Intussusception of Vermiform Appendix a case study.
J Surg Pak Jan ;7(3):54-5.

A case of intussusception of vermiform appendix diagnosed on sonography is reported. Appendectomy was carried out through an elliptical incision around the base of the appendix recovery was smooth. CASE REPORT:

A six year old girl presented with twelve hours history of loose watery stools and vomiting. She developed colicky central abdominal pain almost six hours after loose motions. Few hours later she passed blood in stools. The blood was initially mixed with stools but later became currant jelly like. The girl was dehydrated and pale but apparently not in acute distress. Her pulse was 120 beats per min and respiratory rate was 32 per min. Her temperature was 99°F. There was an ill-defined tender mass in the right iliac fossa and adjacent paraumbilical region. Rest of the abdomen was soft and non-tender. Bowel sounds were exaggerated.

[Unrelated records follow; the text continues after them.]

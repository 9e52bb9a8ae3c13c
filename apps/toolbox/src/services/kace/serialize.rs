//! Rule tree → KACE rule string.

use std::collections::BTreeMap;

use super::tree::{Condition, JoinOperator, Node, NodeId, RuleTree};
use super::RuleError;

/// Stand-in emitted for a condition that failed validation.
pub const INVALID_PLACEHOLDER: &str = "[INVALID]";

#[derive(Clone, Debug, Default, PartialEq)]
pub struct RenderOutcome {
    pub rule: String,
    pub errors: BTreeMap<NodeId, String>,
}

impl RenderOutcome {
    pub fn has_errors(&self) -> bool {
        !self.errors.is_empty()
    }
}

/// Renders the whole tree, collecting a validation message per invalid node.
pub fn render(tree: &RuleTree) -> RenderOutcome {
    let mut errors = BTreeMap::new();
    let parts = tree
        .roots()
        .iter()
        .enumerate()
        .map(|(index, id)| (render_node(tree, *id, &mut errors), tree.top_operator(index)))
        .collect::<Vec<_>>();

    RenderOutcome {
        rule: join_parts(parts),
        errors,
    }
}

/// Produces the final rule string, refusing when anything is invalid.
pub fn generate(tree: &RuleTree) -> Result<String, RuleError> {
    let outcome = render(tree);
    if outcome.has_errors() {
        return Err(RuleError::Invalid(outcome.errors));
    }
    if outcome.rule.is_empty() {
        return Err(RuleError::Empty);
    }
    Ok(outcome.rule)
}

/// Renders a single condition, or the reason it cannot be rendered.
pub fn render_condition(condition: &Condition) -> Result<String, String> {
    let missing = condition
        .function
        .params
        .iter()
        .filter(|param| param.required && condition.value(param.name).trim().is_empty())
        .map(|param| param.label)
        .collect::<Vec<_>>();
    if !missing.is_empty() {
        return Err(format!("{} requires: {}", condition.function.key, missing.join(", ")));
    }

    let mut args = condition
        .function
        .params
        .iter()
        .map(|param| condition.value(param.name).trim())
        .collect::<Vec<_>>();
    while args.last().is_some_and(|arg| arg.is_empty()) {
        args.pop();
    }

    Ok(format!("{}({})", condition.function.key, args.join(", ")))
}

fn render_node(tree: &RuleTree, id: NodeId, errors: &mut BTreeMap<NodeId, String>) -> String {
    match tree.get(id) {
        Some(Node::Condition(condition)) => match render_condition(condition) {
            Ok(rendered) => rendered,
            Err(message) => {
                errors.insert(id, message);
                INVALID_PLACEHOLDER.to_string()
            }
        },
        Some(Node::Group(group)) => {
            let parts = group
                .children
                .iter()
                .map(|child| (render_node(tree, *child, errors), group.operator))
                .collect::<Vec<_>>();
            let inner = join_parts(parts);
            if inner.is_empty() {
                String::new()
            } else {
                format!("({inner})")
            }
        }
        None => String::new(),
    }
}

/// Joins rendered parts; each part carries the operator that follows it.
/// Empty parts are skipped together with their trailing operator.
fn join_parts(parts: Vec<(String, JoinOperator)>) -> String {
    let mut rule = String::new();
    let mut pending: Option<JoinOperator> = None;
    for (part, following) in parts {
        if part.is_empty() {
            continue;
        }
        if let Some(operator) = pending {
            rule.push(' ');
            rule.push_str(operator.as_str());
            rule.push(' ');
        }
        rule.push_str(&part);
        pending = Some(following);
    }
    rule
}

#[cfg(test)]
mod tests {
    use super::*;

    fn file_exists(tree: &mut RuleTree, parent: Option<NodeId>, path: &str) -> NodeId {
        let id = tree.add_condition(parent, "FileExists").unwrap();
        tree.set_param(id, "path", path).unwrap();
        id
    }

    #[test]
    fn file_exists_renders_path_verbatim() {
        let mut tree = RuleTree::new();
        file_exists(&mut tree, None, r"C:\Path\To\File.exe");
        assert_eq!(generate(&tree).unwrap(), r"FileExists(C:\Path\To\File.exe)");
    }

    #[test]
    fn multi_parameter_functions_are_comma_separated() {
        let mut tree = RuleTree::new();
        let id = tree.add_condition(None, "RegistryValueEquals").unwrap();
        tree.set_param(id, "key", r"HKLM\Software\Vendor").unwrap();
        tree.set_param(id, "name", "Version").unwrap();
        tree.set_param(id, "value", "2.1").unwrap();
        assert_eq!(
            generate(&tree).unwrap(),
            r"RegistryValueEquals(HKLM\Software\Vendor, Version, 2.1)"
        );
    }

    #[test]
    fn blank_optional_parameter_keeps_position() {
        let mut tree = RuleTree::new();
        let id = tree.add_condition(None, "RegistryValueReturn").unwrap();
        tree.set_param(id, "key", r"HKLM\Software\Vendor").unwrap();
        assert_eq!(
            generate(&tree).unwrap(),
            r"RegistryValueReturn(HKLM\Software\Vendor, , TEXT)"
        );
    }

    #[test]
    fn complete_conditions_report_no_errors() {
        let mut tree = RuleTree::new();
        let a = file_exists(&mut tree, None, r"C:\a.exe");
        let group = tree.add_group(None, JoinOperator::Or).unwrap();
        let b = file_exists(&mut tree, Some(group), r"C:\b.exe");
        let outcome = render(&tree);
        assert!(!outcome.errors.contains_key(&a));
        assert!(!outcome.errors.contains_key(&b));
        assert!(!outcome.has_errors());
    }

    #[test]
    fn groups_use_their_operator_and_parentheses() {
        let mut tree = RuleTree::new();
        file_exists(&mut tree, None, r"C:\a.exe");
        let group = tree.add_group(None, JoinOperator::Or).unwrap();
        file_exists(&mut tree, Some(group), r"C:\b.exe");
        file_exists(&mut tree, Some(group), r"C:\c.exe");
        assert_eq!(
            generate(&tree).unwrap(),
            r"FileExists(C:\a.exe) AND (FileExists(C:\b.exe) OR FileExists(C:\c.exe))"
        );
    }

    #[test]
    fn mixed_top_level_operators() {
        let mut tree = RuleTree::new();
        file_exists(&mut tree, None, "a");
        file_exists(&mut tree, None, "b");
        file_exists(&mut tree, None, "c");
        tree.set_top_operator(1, JoinOperator::Or).unwrap();
        assert_eq!(
            generate(&tree).unwrap(),
            "FileExists(a) AND FileExists(b) OR FileExists(c)"
        );
    }

    #[test]
    fn empty_group_contributes_nothing() {
        let mut tree = RuleTree::new();
        file_exists(&mut tree, None, "a");
        tree.add_group(None, JoinOperator::Or).unwrap();
        let rule = generate(&tree).unwrap();
        assert_eq!(rule, "FileExists(a)");
        assert!(!rule.ends_with("AND") && !rule.ends_with("AND "));
    }

    #[test]
    fn empty_group_in_the_middle_absorbs_its_trailing_operator() {
        let mut tree = RuleTree::new();
        file_exists(&mut tree, None, "a");
        tree.add_group(None, JoinOperator::And).unwrap();
        file_exists(&mut tree, None, "b");
        tree.set_top_operator(0, JoinOperator::Or).unwrap();
        tree.set_top_operator(1, JoinOperator::And).unwrap();
        assert_eq!(generate(&tree).unwrap(), "FileExists(a) OR FileExists(b)");
    }

    #[test]
    fn leading_and_nested_empty_groups_are_dropped() {
        let mut tree = RuleTree::new();
        let outer = tree.add_group(None, JoinOperator::Or).unwrap();
        tree.add_group(Some(outer), JoinOperator::And).unwrap();
        file_exists(&mut tree, None, "a");
        assert_eq!(generate(&tree).unwrap(), "FileExists(a)");
    }

    #[test]
    fn missing_required_parameter_marks_node_and_refuses_generation() {
        let mut tree = RuleTree::new();
        let ok = file_exists(&mut tree, None, "a");
        let bad = tree.add_condition(None, "FileVersionEquals").unwrap();
        tree.set_param(bad, "path", "b").unwrap();

        let outcome = render(&tree);
        assert_eq!(outcome.rule, format!("FileExists(a) AND {INVALID_PLACEHOLDER}"));
        assert!(outcome.errors.contains_key(&bad));
        assert!(!outcome.errors.contains_key(&ok));

        match generate(&tree) {
            Err(RuleError::Invalid(errors)) => assert_eq!(errors.len(), 1),
            other => panic!("unexpected {other:?}"),
        }
    }

    #[test]
    fn whitespace_only_values_count_as_blank() {
        let mut tree = RuleTree::new();
        file_exists(&mut tree, None, "   ");
        assert!(render(&tree).has_errors());
    }

    #[test]
    fn empty_tree_cannot_be_generated() {
        let mut tree = RuleTree::new();
        assert!(matches!(generate(&tree), Err(RuleError::Empty)));
        tree.add_group(None, JoinOperator::And).unwrap();
        assert!(matches!(generate(&tree), Err(RuleError::Empty)));
    }
}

Per rectal examination revealed clotted blood, which on evacuation was followed by fresh blood coming from higher up. No anorectal bleeding point or any other pathology was found. Sonography of abdomen revealed a mass involving ileocaecal region suggestive of intussusception. Exploration through a right paramedian incision found that the appendix had invaginated into the caecum causing an intussusception. The intussusception was the cause of the mass and bleeding. Caecum itself was mobile and had a long mesentery. Appendix was removed through an elliptical incision around the base, which was closed in two layers. Caecopexy was done after placing caecum in right iliac fossa. Her post operative recovery was smooth. Histopathology of the specimen confirmed the diagnosis of intussusception of appendix. It containec no pathologic lead point.